What to produce = From the first line to the last, reproduce the records exactly as they appear below.

--- Input data Enclosed Below ---

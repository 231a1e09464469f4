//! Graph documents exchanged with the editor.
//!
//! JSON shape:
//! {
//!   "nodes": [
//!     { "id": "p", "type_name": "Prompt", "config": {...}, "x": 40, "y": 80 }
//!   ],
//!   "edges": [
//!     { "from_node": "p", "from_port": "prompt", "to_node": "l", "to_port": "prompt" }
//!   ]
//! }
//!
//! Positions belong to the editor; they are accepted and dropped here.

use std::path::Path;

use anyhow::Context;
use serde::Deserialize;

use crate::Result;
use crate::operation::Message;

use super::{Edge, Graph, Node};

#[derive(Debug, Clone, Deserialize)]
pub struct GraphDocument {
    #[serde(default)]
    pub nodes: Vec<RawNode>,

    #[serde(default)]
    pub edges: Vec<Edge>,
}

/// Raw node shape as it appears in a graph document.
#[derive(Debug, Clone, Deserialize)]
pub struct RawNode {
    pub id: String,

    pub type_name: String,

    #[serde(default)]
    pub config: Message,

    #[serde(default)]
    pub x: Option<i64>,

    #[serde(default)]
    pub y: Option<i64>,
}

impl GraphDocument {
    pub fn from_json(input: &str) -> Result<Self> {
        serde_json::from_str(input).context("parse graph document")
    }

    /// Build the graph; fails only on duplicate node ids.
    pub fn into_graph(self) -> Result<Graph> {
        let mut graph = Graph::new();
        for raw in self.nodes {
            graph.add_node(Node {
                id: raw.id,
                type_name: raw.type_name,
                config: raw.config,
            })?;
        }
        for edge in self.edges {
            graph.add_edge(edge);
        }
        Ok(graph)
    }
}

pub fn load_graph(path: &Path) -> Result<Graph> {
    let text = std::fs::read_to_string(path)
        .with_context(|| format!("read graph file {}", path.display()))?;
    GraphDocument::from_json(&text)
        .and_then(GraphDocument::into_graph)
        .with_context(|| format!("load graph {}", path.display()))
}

--- End of Enclosed Input data ---

Output of the task =
repository 231a1e09464469f4
//! Graph documents exchanged with the editor.
//!
//! JSON shape:
//! {
//!   "nodes": [
//!     { "id": "p", "type_name": "Prompt", "config": {...}, "x": 40, "y": 80 }
//!   ],
//!   "edges": [
//!     { "from_node": "p", "from_port": "prompt", "to_node": "l", "to_port": "prompt" }
//!   ]
//! }
//!
//! Positions belong to the editor; they are accepted and dropped here.

use std::path::Path;

use anyhow::Context;
use serde::Deserialize;

use crate::Result;
use crate::operation::Message;

use super::{Edge, Graph, Node};

#[derive(Debug, Clone, Deserialize)]
pub struct GraphDocument {
    #[serde(default)]
    pub nodes: Vec<RawNode>,

    #[serde(default)]
    pub edges: Vec<Edge>,
}

/// Raw node shape as it appears in a graph document.
#[derive(Debug, Clone, Deserialize)]
pub struct RawNode {
    pub id: String,

    pub type_name: String,

    #[serde(default)]
    pub config: Message,

    #[serde(default)]
    pub x: Option<i64>,

    #[serde(default)]
    pub y: Option<i64>,
}

impl GraphDocument {
    pub fn from_json(input: &str) -> Result<Self> {
        serde_json::from_str(input).context("parse graph document")
    }

    /// Build the graph; fails only on duplicate node ids.
    pub fn into_graph(self) -> Result<Graph> {
        let mut graph = Graph::new();
        for raw in self.nodes {
            graph.add_node(Node {
                id: raw.id,
                type_name: raw.type_name,
                config: raw.config,
            })?;
        }
        for edge in self.edges {
            graph.add_edge(edge);
        }
        Ok(graph)
    }
}

pub fn load_graph(path: &Path) -> Result<Graph> {
    let text = std::fs::read_to_string(path)
        .with_context(|| format!("read graph file {}", path.display()))?;
    GraphDocument::from_json(&text)
        .and_then(GraphDocument::into_graph)
        .with_context(|| format!("load graph {}", path.display()))
}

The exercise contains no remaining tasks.